Ask Kym: What are Force Majeure Clauses?

Rincker Law Business/Commercial Law Leave a Comment

You may have heard the term “force majeure” being discussed a lot with regard to parties fulfilling their contractual obligations in light of Coronavirus.  Businesses and individuals, alike, are wondering whether force majeure contract clauses will actually hold-up in the face of the Coronavirus pandemic.

Many businesses rely on their force majeure clauses regarding “acts of God,” when they have to cancel a contractual obligation due to something out of their control; however, it is unclear whether Coronavirus falls in this category.  Most “acts of God” are unforeseeable events caused by nature.  Some force majeure clauses contain a catch-all provision, such as “any other event beyond the reasonable control of a party.”  This would have a better chance of a court finding that the terms of the clause includes Coronavirus, versus a phrase like, “any other like event,” which is more limiting.

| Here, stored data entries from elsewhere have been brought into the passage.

use std::sync::Mutex;

use tempfile::NamedTempFile;

use sentrycam::SentrycamConfig;

static ENV_LOCK: Mutex<()> = Mutex::new(());

fn clear_env() {
    for key in [
        "SENTRYCAM_CONFIG",
        "SENTRYCAM_CAMERA_ID",
        "SENTRYCAM_CAMERA_DEVICE",
        "SENTRYCAM_SAVEDIR",
        "SENTRYCAM_OBJECT_STORE_ENDPOINT",
        "SENTRYCAM_OBJECT_ACCESS_KEY",
        "SENTRYCAM_OBJECT_SECRET_KEY",
        "SENTRYCAM_MQTT_HOST",
    ] {
        std::env::remove_var(key);
    }
}

#[test]
fn loads_config_from_file_and_env_overrides() {
    let _guard = ENV_LOCK.lock().unwrap();
    clear_env();

    let mut file = NamedTempFile::new().expect("temp config");
    let toml = r#"
        camera_id = "house/front"

        [camera]
        device = "stub://front"
        resolution = "1080p"
        time_delay = 0.5

        [motion]
        minsize = 200

        [motion.ignore]
        flag = [5, 5, 30, 60]

        [local]
        enabled = true
        num_workers = 2
        savedir = "/tmp/sentrycam-from-file"

        [mqtt]
        enabled = true
        host = "broker.lan"
        topic = "cams"
    "#;
    std::io::Write::write_all(&mut file, toml.as_bytes()).expect("write config");

    std::env::set_var("SENTRYCAM_CONFIG", file.path());
    std::env::set_var("SENTRYCAM_CAMERA_ID", "house/rear");
    std::env::set_var("SENTRYCAM_SAVEDIR", "/tmp/sentrycam-from-env");
    std::env::set_var("SENTRYCAM_MQTT_HOST", "other-broker.lan");

    let cfg = SentrycamConfig::load(None).expect("load config");

    assert_eq!(cfg.camera_id, "house/rear");
    assert_eq!(cfg.camera.camera.device, "stub://front");
    assert_eq!(cfg.camera.camera.resolution.to_string(), "1080p");
    assert_eq!(cfg.motion.minsize, 200);
    assert_eq!(cfg.motion.ignore.len(), 1);
    assert!(cfg.local.enabled);
    assert_eq!(cfg.local.num_workers, 2);
    assert_eq!(cfg.local.savedir.to_str().unwrap(), "/tmp/sentrycam-from-env");
    assert!(cfg.mqtt.enabled);
    assert_eq!(cfg.mqtt.host, "other-broker.lan");
    assert_eq!(cfg.mqtt.topic, "cams");

    clear_env();
}

#[test]
fn explicit_path_wins_over_env_path() {
    let _guard = ENV_LOCK.lock().unwrap();
    clear_env();

    let mut env_file = NamedTempFile::new().expect("temp config");
    std::io::Write::write_all(&mut env_file, b"camera_id = \"from/env\"\n")
        .expect("write config");
    let mut arg_file = NamedTempFile::new().expect("temp config");
    std::io::Write::write_all(&mut arg_file, b"camera_id = \"from/arg\"\n")
        .expect("write config");

    std::env::set_var("SENTRYCAM_CONFIG", env_file.path());
    let cfg = SentrycamConfig::load(Some(arg_file.path())).expect("load config");
    assert_eq!(cfg.camera_id, "from/arg");

    clear_env();
}

#[test]
fn missing_file_is_an_error() {
    let _guard = ENV_LOCK.lock().unwrap();
    clear_env();

    let err = SentrycamConfig::load(Some(std::path::Path::new("/nonexistent/sentrycam.toml")));
    assert!(err.is_err());
}

#[test]
fn invalid_toml_is_an_error() {
    let _guard = ENV_LOCK.lock().unwrap();
    clear_env();

    let mut file = NamedTempFile::new().expect("temp config");
    std::io::Write::write_all(&mut file, b"[camera\ndevice = ").expect("write config");
    assert!(SentrycamConfig::load(Some(file.path())).is_err());
}

#[test]
fn enabled_backend_with_missing_fields_fails_validation() {
    let _guard = ENV_LOCK.lock().unwrap();
    clear_env();

    let mut file = NamedTempFile::new().expect("temp config");
    let toml = r#"
        [object_store]
        enabled = true
    "#;
    std::io::Write::write_all(&mut file, toml.as_bytes()).expect("write config");
    assert!(SentrycamConfig::load(Some(file.path())).is_err());
}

Clearly, a force majeure clause that specifically discusses “epidemics” or “pandemics” would be the most helpful in parties attempting to be relieved from a contractual obligation as a result of Coronavirus but, unfortunately, most force majeure clauses do not contain this reference.  In the future, they should and probably will.

Another consideration regarding force majeure clauses is the language used when determining if a contractual obligation can be fulfilled.  Different force majeure clauses use different terms as the standard for the clause to apply, such as “impossible,” “impracticable,” or “illegal.”  For instances, if a clause only states that a contract could be cancelled if fulfilling it would be “illegal,” then even though an event was “impracticable” does not necessarily make it illegal, and the contract would not be able to be cancelled under the force majeure clause.

AsLastly, reasonable notice, typically required, is going to be a challenge in enforcing force majeure clauses.  Due to the nature of Coronavirus, it is unclear as to when the triggering event occurred.  For example, is it the first instance of Coronavirus in the United States, the date the World Health Organization (“WHO”) called Coronavirus a “pandemic,” the first day travel restrictions were imposed, or the first day there was a pause or stay-at-home order?  (This is not an exhaustive list.)

 

Going forward, most businesses will likely include more specific force majeure clauses to account for pandemics like Coronavirus and provide more guidance on foreseeability required for a triggering event, what is meant by “impossible,” “impracticable,” and “illegal,” and the date used for fulfilling the proper notice requirements.